V. CONCLUSIONS OF LAW

  1. The Texas Workers’ Compensation Commission has jurisdiction to decide the issue presented pursuant to the Texas Workers’ Compensation Act, Tex. Lab. Code Ann. §413.031.
  2. The State Office of Administrative Hearings has jurisdiction over matters related to the hearing in this proceeding, including the authority to issue a decision and order, pursuant to Tex. Lab. Code Ann. §413.031(k) and Tex. Gov’t. Code Ann. ch. 2003.
  3. Carrier timely requested a hearing in this matter pursuant to 28 Tex. Admin.
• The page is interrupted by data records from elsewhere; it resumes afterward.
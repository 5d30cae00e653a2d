//! Account registration, login and status.

use std::sync::Arc;

use uuid::Uuid;
use validator::Validate;

use crate::domain::User;
use crate::error::{DomainError, RepoError};
use crate::ports::{PasswordService, TokenService, UserRepository};

/// Signup fields after normalization.
#[derive(Debug, Clone, Validate)]
pub struct SignupInput {
    #[validate(email(message = "Please enter a valid email."))]
    pub email: String,
    #[validate(length(min = 5, message = "Password must be at least 5 characters long."))]
    pub password: String,
    #[validate(length(min = 1, message = "Name must not be empty."))]
    pub name: String,
}

impl SignupInput {
    /// Trims every field and lowercases the email.
    pub fn new(email: &str, password: &str, name: &str) -> Self {
        Self {
            email: normalize_email(email),
            password: password.trim().to_string(),
            name: name.trim().to_string(),
        }
    }
}

/// Result of a successful login.
#[derive(Debug, Clone)]
pub struct LoginOutcome {
    pub token: String,
    pub user_id: Uuid,
    pub expires_in: i64,
}

/// Auth service - signup, login and the per-user status field.
pub struct AuthService {
    users: Arc<dyn UserRepository>,
    passwords: Arc<dyn PasswordService>,
    tokens: Arc<dyn TokenService>,
}

impl AuthService {
    pub fn new(
        users: Arc<dyn UserRepository>,
        passwords: Arc<dyn PasswordService>,
        tokens: Arc<dyn TokenService>,
    ) -> Self {
        Self {
            users,
            passwords,
            tokens,
        }
    }

    /// Register a new user. The password is stored hashed.
    pub async fn signup(&self, input: SignupInput) -> Result<User, DomainError> {
        input.validate()?;

        if self.users.find_by_email(&input.email).await?.is_some() {
            return Err(email_taken());
        }

        let password_hash = self.passwords.hash(&input.password)?;
        let user = User::new(input.email, password_hash, input.name);

        match self.users.insert(user).await {
            Ok(user) => {
                tracing::info!(user_id = %user.id, "User created");
                Ok(user)
            }
            // Lost a race with a concurrent signup for the same email.
            Err(RepoError::Constraint(_)) => Err(email_taken()),
            Err(e) => Err(e.into()),
        }
    }

    /// Check credentials and issue a bearer token.
    pub async fn login(&self, email: &str, password: &str) -> Result<LoginOutcome, DomainError> {
        let email = normalize_email(email);

        let user = self.users.find_by_email(&email).await?.ok_or_else(|| {
            DomainError::Unauthorized("A user with this email could not be found.".to_string())
        })?;

        if !self.passwords.verify(password.trim(), &user.password_hash)? {
            return Err(DomainError::Unauthorized("Wrong password!".to_string()));
        }

        let token = self.tokens.generate_token(user.id, &user.email)?;

        tracing::debug!(user_id = %user.id, "User logged in");

        Ok(LoginOutcome {
            token,
            user_id: user.id,
            expires_in: self.tokens.expiration_seconds(),
        })
    }

    pub async fn status(&self, user_id: Uuid) -> Result<String, DomainError> {
        Ok(self.find_user(user_id).await?.status)
    }

    pub async fn update_status(&self, user_id: Uuid, status: &str) -> Result<(), DomainError> {
        let status = status.trim();
        if status.is_empty() {
            return Err(DomainError::invalid_field(
                "status",
                "Status must not be empty.",
            ));
        }

        match self.users.update_status(user_id, status).await {
            Ok(()) => Ok(()),
            Err(RepoError::NotFound) => Err(DomainError::NotFound {
                entity_type: "User",
                id: user_id,
            }),
            Err(e) => Err(e.into()),
        }
    }

    async fn find_user(&self, user_id: Uuid) -> Result<User, DomainError> {
        self.users
            .find_by_id(user_id)
            .await?
            .ok_or(DomainError::NotFound {
                entity_type: "User",
                id: user_id,
            })
    }
}

fn normalize_email(email: &str) -> String {
    email.trim().to_lowercase()
}

fn email_taken() -> DomainError {
    DomainError::invalid_field("email", "E-mail address already exists!")
}
use async_trait::async_trait;
use uuid::Uuid;

use crate::domain::{Post, User};
use crate::error::RepoError;

/// Generic repository trait defining standard CRUD operations.
#[async_trait]
pub trait BaseRepository<T, ID>: Send + Sync {
    /// Find an entity by its unique ID.
    async fn find_by_id(&self, id: ID) -> Result<Option<T>, RepoError>;

    /// Insert a new entity.
    async fn insert(&self, entity: T) -> Result<T, RepoError>;

    /// Overwrite an existing entity. Fails with `RepoError::NotFound` if it is gone.
    async fn update(&self, entity: T) -> Result<T, RepoError>;

    /// Delete an entity by its ID.
    async fn delete(&self, id: ID) -> Result<(), RepoError>;
}

/// User repository with domain-specific methods.
#[async_trait]
pub trait UserRepository: BaseRepository<User, Uuid> {
    /// Find a user by their (normalized) email address.
    async fn find_by_email(&self, email: &str) -> Result<Option<User>, RepoError>;

    /// Fetch every user whose id is in `ids`. Missing ids are skipped.
    async fn find_by_ids(&self, ids: &[Uuid]) -> Result<Vec<User>, RepoError>;

    /// Set the status line only; the owned-posts list is left untouched.
    /// Fails with `RepoError::NotFound` if the user is gone.
    async fn update_status(&self, id: Uuid, status: &str) -> Result<(), RepoError>;
}

/// Post repository.
///
/// Creating and deleting a post also maintains the creator's owned-posts
/// list; both records change together or not at all.
#[async_trait]
pub trait PostRepository: BaseRepository<Post, Uuid> {
    /// Total number of posts.
    async fn count(&self) -> Result<u64, RepoError>;

    /// Posts newest first, skipping `offset` and returning at most `limit`.
    async fn find_page(&self, offset: u64, limit: u64) -> Result<Vec<Post>, RepoError>;

    /// Insert `post` and append its id to the creator's owned-posts list.
    async fn insert_for_creator(&self, post: Post) -> Result<Post, RepoError>;

    /// Delete `post` and remove its id from the creator's owned-posts list.
    async fn delete_for_creator(&self, post: &Post) -> Result<(), RepoError>;
}
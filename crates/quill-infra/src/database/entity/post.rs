//! Post entity for SeaORM.

use sea_orm::Set;
use sea_orm::entity::prelude::*;

#[derive(Clone, Debug, PartialEq, Eq, DeriveEntityModel)]
#[sea_orm(table_name = "posts")]
pub struct Model {
    #[sea_orm(primary_key, auto_increment = false)]
    pub id: Uuid,
    pub creator_id: Uuid,
    pub title: String,
    #[sea_orm(column_type = "Text")]
    pub content: String,
    pub image_url: String,
    pub created_at: DateTimeWithTimeZone,
    pub updated_at: DateTimeWithTimeZone,
}

#[derive(Copy, Clone, Debug, EnumIter, DeriveRelation)]
pub enum Relation {
    #[sea_orm(
        belongs_to = "super::user::Entity",
        from = "Column::CreatorId",
        to = "super::user::Column::Id",
        on_update = "Cascade",
        on_delete = "Cascade"
    )]
    User,
}

impl Related<super::user::Entity> for Entity {
    fn to() -> RelationDef {
        Relation::User.def()
    }
}

impl ActiveModelBehavior for ActiveModel {}

/// Conversion from SeaORM Model to Domain Post.
impl From<Model> for quill_core::domain::Post {
    fn from(model: Model) -> Self {
        Self {
            id: model.id,
            creator_id: model.creator_id,
            title: model.title,
            content: model.content,
            image_url: model.image_url,
            created_at: model.created_at.into(),
            updated_at: model.updated_at.into(),
        }
    }
}

/// Conversion from Domain Post to SeaORM ActiveModel.
impl From<quill_core::domain::Post> for ActiveModel {
    fn from(post: quill_core::domain::Post) -> Self {
        Self {
            id: Set(post.id),
            creator_id: Set(post.creator_id),
            title: Set(post.title),
            content: Set(post.content),
            image_url: Set(post.image_url),
            created_at: Set(post.created_at.into()),
            updated_at: Set(post.updated_at.into()),
        }
    }
}
//! Request ID middleware - tags each request with an ID and echoes it back.

use actix_web::{
    Error, HttpMessage,
    dev::{Service, ServiceRequest, ServiceResponse, Transform, forward_ready},
    http::header::{HeaderName, HeaderValue},
};
use std::future::{Future, Ready, ready};
use std::pin::Pin;
use tracing_actix_web::RootSpan;
use uuid::Uuid;

const REQUEST_ID_HEADER: HeaderName = HeaderName::from_static("x-request-id");

/// IDs supplied by clients longer than this are replaced.
const MAX_REQUEST_ID_LEN: usize = 128;

/// Middleware that reuses the caller's `X-Request-ID` or generates one.
///
/// The ID is recorded on the `TracingLogger` root span, so it must be
/// registered inside `TracingLogger`.
pub struct RequestIdMiddleware;

impl<S, B> Transform<S, ServiceRequest> for RequestIdMiddleware
where
    S: Service<ServiceRequest, Response = ServiceResponse<B>, Error = Error>,
    S::Future: 'static,
    B: 'static,
{
    type Response = ServiceResponse<B>;
    type Error = Error;
    type Transform = RequestIdService<S>;
    type InitError = ();
    type Future = Ready<Result<Self::Transform, Self::InitError>>;

    fn new_transform(&self, service: S) -> Self::Future {
        ready(Ok(RequestIdService { service }))
    }
}

pub struct RequestIdService<S> {
    service: S,
}

impl<S, B> Service<ServiceRequest> for RequestIdService<S>
where
    S: Service<ServiceRequest, Response = ServiceResponse<B>, Error = Error>,
    S::Future: 'static,
    B: 'static,
{
    type Response = ServiceResponse<B>;
    type Error = Error;
    type Future = Pin<Box<dyn Future<Output = Result<Self::Response, Self::Error>>>>;

    forward_ready!(service);

    fn call(&self, req: ServiceRequest) -> Self::Future {
        let request_id = req
            .headers()
            .get(&REQUEST_ID_HEADER)
            .and_then(|v| v.to_str().ok())
            .filter(|id| is_acceptable(id))
            .map(String::from)
            .unwrap_or_else(|| Uuid::new_v4().to_string());

        if let Some(root_span) = req.extensions().get::<RootSpan>() {
            root_span.record("request_id", request_id.as_str());
        }

        let fut = self.service.call(req);

        Box::pin(async move {
            let mut res = fut.await?;

            if let Ok(value) = HeaderValue::from_str(&request_id) {
                res.headers_mut().insert(REQUEST_ID_HEADER, value);
            }

            Ok(res)
        })
    }
}

fn is_acceptable(id: &str) -> bool {
    !id.is_empty() && id.len() <= MAX_REQUEST_ID_LEN && id.bytes().all(|b| b.is_ascii_graphic())
}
Code (TAC) §§02.7 and 148.3.
  4. Notice of the hearing was proper and complied with the requirements of Tex. Gov’t. Code Ann. ch. 2001.
  5. Carrier had the burden of proof in this matter, which was the preponderance of evidence standard. 28 TAC §§48.21(h) and (i); 1 TAC §155.41(b).
  6. Carrier failed to demonstrate that the Disputed Services from November 30, 2000, through December 6, 2000, were not reasonable and medically necessary for the treatment of Claimant’s compensable injury.
  7. Carrier failed to show that the Disputed Services provided on November 30, 2000, and December 4, 2000, were not supported by Provider’s documentation.
  8. Provider is entitled to reimbursement for the Disputed Services from November 30, 2000, through December 6, 2000, as they were documented, reasonable, and medically necessary.

ORDER

THEREFOREIT IS ORDERED that Texas Mutual Insurance Company reimburse First Rio Valley Medical, P.A., for the Disputed Services provided to Claimant from November 30, 2000, through December 6, 2000, in the amount of $624.00, plus any and all applicable interest.

Signed April 19, 2005.

CATHERINE C. EGAN
Administrative Law Judge
STATE OFFICE OF ADMINISTRATIVE HEARINGS

  1. CPT Code 97113.
  2. This Decision predates the use of independent review organizations.
  3. Ex. 16, Tab 1, Prefiled Testimony of Dr. DeFoyd at 201.
  4. Joint Ex. 1, Tab 1 at 50-53.
  5. Joint Ex. 1, Tab 1 at 50-53.
  6. Joint Ex. 1, Tab 3 at 117 to 120.
  7. Joint Ex. 1, Tab 3 at 163.
  8. Joint Ex. 1, Tab 1 at 180. The ALJ removed Claimant’ name in the quotation and inserted the word “laimant.”
  9. Ex.16, Tab 3, Prefiled Testimony of Dr. Tsourmas at 19-20.
  10. Ex. 16, Tab 3, Prefiled Testimony of Dr. Tsourmas at 28.
  11. Ex. 16, Tab 3, Prefiled Testimony of Dr. Tsourmas at 223-228.
  12. Dr. DeFoyd has been a chiropractor for 18 years. Ex. 16, Tab 1, Prefiled Testimony of Dr. DeFoyd at 9.
  13. Ex. 16, Tab 1, Prefiled Testimony of Dr. DeFoyd at 21-24.
  14. Ex. 16, Tab 1, Prefiled Testimony of Dr. DeFoyd at 210-224.
  15. Ex. 16, Tab 4, Prefiled Testimony of Dr. Howell at Vol. I at 5-6.
  16. Joint Ex. 1, Tab 1 at 180.
  17. Ex. 16, Tab 4, Prefiled Testimony of Dr. Howell, Vol III at 44.
  18. Ex. 16, Tab 4, Prefiled Testimony of Dr. Howell, Vol III at 45-50.
  19. Ex. 16, Tab 4, Prefiled Testimony of Dr. Howell, Vol III at 51-53.